= Pete Taylor (sportscaster) =

American sportscaster (1945–2003)

Pete Taylor (April 1, 1945 in Des Moines, Iowa – March 5, 2003 in Iowa City, Iowa) was a radio and television sportscaster who worked for radio station KRNT and television station KCCI in Des Moines, Iowa. Taylor also served as the play-by-play announcer for Iowa State University football and men's basketball.

==Voice of the Cyclones==

Taylor began his association with Iowa State in 1970, covering Cyclone events for KRNT radio as KRNT's (later KCCI) television sports director. Taylor was chosen Iowa Sportscaster of the Year four times during his career as the director of Des Moines' top-rated news telecast from 1969–90. In 1984, Iowa State signed a contract for exclusive broadcast rights for all sporting events with Clear Channel Communications. Taylor was picked alongside color man and partner Eric Heft, forming the broadcast tandem that covered 24 years of basketball and 19 years of football.

Taylor worked 22 years as sports director at KCCI-TV prior to joining the Iowa State staff. In 1990, Taylor left KCCI to work full-time at Iowa State as director of athletic fundraising. He later was promoted to associate athletic director, serving as the department's liaison with men's basketball, football, the and special projects. Taylor also devoted time to Cyclone Club activities, including outings and banquets, and oversaw media relations and radio and television contracts.

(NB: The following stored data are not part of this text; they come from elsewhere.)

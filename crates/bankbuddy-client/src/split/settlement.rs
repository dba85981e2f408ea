use std::collections::BTreeSet;

use chrono::NaiveDate;
use rust_decimal::Decimal;
use serde::Serialize;

use crate::analysis::policy::SettlementPolicy;
use crate::analysis::types::LedgerTransaction;

/// A group of transfers that paid off the shared balance built up since the
/// previous settlement.
#[derive(Debug, Clone, PartialEq, Eq, Serialize)]
pub struct Settlement {
    pub settled_on: NaiveDate,
    pub amount: Decimal,
    pub outstanding_before: Decimal,
    pub residual: Decimal,
    pub txn_ids: Vec<String>,
}

#[derive(Debug, Clone, Default)]
pub struct SettlementScan {
    pub settlements: Vec<Settlement>,
    /// Shared expenses accrued since the last settlement, net of its residual.
    pub outstanding: Decimal,
    pub settlement_txn_ids: BTreeSet<String>,
}

impl SettlementScan {
    pub fn last_settlement_date(&self) -> Option<NaiveDate> {
        self.settlements.last().map(|settlement| settlement.settled_on)
    }

    pub fn is_settlement(&self, transaction: &LedgerTransaction) -> bool {
        self.settlement_txn_ids.contains(&transaction.txn_id)
    }
}

struct TransferGroup<'a> {
    started_on: NaiveDate,
    members: Vec<&'a LedgerTransaction>,
}

impl TransferGroup<'_> {
    fn sum(&self) -> Decimal {
        self.members.iter().map(|member| member.amount).sum()
    }
}

/// Walks one account's transactions in date order, tracking the outstanding
/// shared balance, and flags transfer groups that offset it.
pub fn detect_settlements(
    transactions: &[LedgerTransaction],
    policy: SettlementPolicy,
) -> SettlementScan {
    // Within a day, expenses count before the transfers that may pay them off.
    let mut ordered = transactions.iter().collect::<Vec<&LedgerTransaction>>();
    ordered.sort_by_key(|transaction| (transaction.posted_at, policy.is_transfer(transaction)));

    let mut scan = SettlementScan::default();
    let mut group: Option<TransferGroup<'_>> = None;

    for transaction in ordered {
        if policy.is_transfer(transaction) {
            if let Some(current) = &group
                && (transaction.posted_at - current.started_on).num_days() > policy.window_days
            {
                log::warn!(
                    "transfers starting {} on {} did not offset the shared balance",
                    current.started_on,
                    transaction.account_key
                );
                group = None;
            }

            let current = group.get_or_insert_with(|| TransferGroup {
                started_on: transaction.posted_at,
                members: Vec::new(),
            });
            current.members.push(transaction);

            let group_sum = current.sum();
            if policy.settles(group_sum, scan.outstanding) {
                let paid = group_sum.abs();
                let txn_ids = current
                    .members
                    .iter()
                    .map(|member| member.txn_id.clone())
                    .collect::<Vec<String>>();
                scan.settlement_txn_ids.extend(txn_ids.iter().cloned());
                let residual = scan.outstanding - paid;
                log::debug!(
                    "settlement of {paid} on {} for {}",
                    transaction.posted_at,
                    transaction.account_key
                );
                scan.settlements.push(Settlement {
                    settled_on: transaction.posted_at,
                    amount: paid,
                    outstanding_before: scan.outstanding,
                    residual,
                    txn_ids,
                });
                scan.outstanding = residual;
                group = None;
            }
            continue;
        }

        if policy.is_shared_expense(transaction) {
            scan.outstanding += transaction.amount.abs();
        }
    }

    scan
}
use crate::cli::{AccountCommand, Commands, ImportCommand};

#[derive(Debug, Clone, Copy, Eq, PartialEq)]
pub enum OutputMode {
    Text,
    Json,
}

impl OutputMode {
    fn from_flag(json: bool) -> Self {
        if json { Self::Json } else { Self::Text }
    }
}

pub fn mode_for_command(command: &Commands) -> OutputMode {
    let json = match command {
        Commands::Account {
            command: AccountCommand::List { json },
        } => *json,
        Commands::Import { command } => match command {
            ImportCommand::Create { json, .. } | ImportCommand::List { json } => *json,
        },
        Commands::Analyze { json, .. } | Commands::Report { json, .. } => *json,
    };
    OutputMode::from_flag(json)
}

In all, Taylor's contributions to Iowa State spanned four decades. He also hosted the football coach's TV Show, Cyclone Replay Show and radio call-in shows for both football and men's basketball.

==Death==
Taylor died March 5, 2003 at the age of 57 in the University Hospitals in Iowa City after a brain hemorrhage following surgery to treat complications from a stroke.

==Personal==
Taylor was a 1963 graduate of Theodore Roosevelt High School in Des Moines, IA and a 1967 graduate of the University of Iowa, where he participated in baseball. He was known as a fan of funk and hip-hop music. He was survived by his mother Modesta, daughter Jill, son David and grandchildren Charlie, Lucy, Sam and Henry. He married his high school sweetheart (the former Susan Williams) in 1966 (while they were students at University of Iowa) in Iowa City, IA.